_Exercise instructions_. Within the records below, how many lines hold the word "CivilDateTime"? Only the number should be returned.

Collected data:
_ _ _ _

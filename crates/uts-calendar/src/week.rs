//! ISO 8601 week dates
//!
//! Weeks start on Monday; week 1 is the week containing the year's first
//! Thursday. The week-numbering year can differ from the Gregorian year
//! by one in the first and last days of January/December.

use uts_core::{civil, CivilDateTime, Timestamp};

/// ISO week date: week-numbering year, week 1-53, weekday 1=Monday..7=Sunday
#[derive(Clone, Copy, Debug, PartialEq, Eq)]
pub struct IsoWeekDate {
    pub year: i32,
    pub week: u8,
    pub weekday: u8,
}

/// Project a timestamp onto the ISO week calendar.
pub fn to_iso_week(ts: Timestamp) -> IsoWeekDate {
    let dt = CivilDateTime::from_nanos(ts.as_unix_nanos());

    // Epoch day 0 (1970-01-01) was a Thursday, hence the +3 rebase to
    // Monday. The day count comes from the broken-down date so pre-epoch
    // instants with a time of day land on the right calendar day.
    let days = civil::days_from_epoch(dt.year, dt.month, dt.day);
    let dow = (days + 3).rem_euclid(7); // 0=Monday .. 6=Sunday
    let weekday = dow as u8 + 1;

    let mut day_of_year: i64 = 0;
    for m in 1..dt.month {
        day_of_year += i64::from(civil::days_in_month(dt.year, m));
    }
    day_of_year += i64::from(dt.day);

    // The Thursday of this date's week decides the week-numbering year
    let mut anchor = day_of_year + (3 - dow);
    let mut iso_year = dt.year;

    if anchor < 1 {
        iso_year -= 1;
        anchor += civil::days_in_year(iso_year);
    } else if anchor > civil::days_in_year(dt.year) {
        anchor -= civil::days_in_year(dt.year);
        iso_year += 1;
    }

    IsoWeekDate {
        year: iso_year,
        week: ((anchor + 6) / 7) as u8,
        weekday,
    }
}
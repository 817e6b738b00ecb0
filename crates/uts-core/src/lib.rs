//! UTS Core - Fundamental types and calendar arithmetic
//!
//! This crate defines the types shared by the rest of the workspace:
//! - `Timestamp`: signed nanoseconds since the Unix epoch
//! - `CivilDateTime`: broken-down calendar time and the epoch conversion
//!   arithmetic (proleptic Gregorian, always UTC)
//! - `UtsError`: the closed error taxonomy for parsing and formatting

pub mod civil;
pub mod error;
pub mod timestamp;

pub use civil::*;
pub use error::*;
pub use timestamp::*;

_ _ _ _

_Answer to this exercise_. 3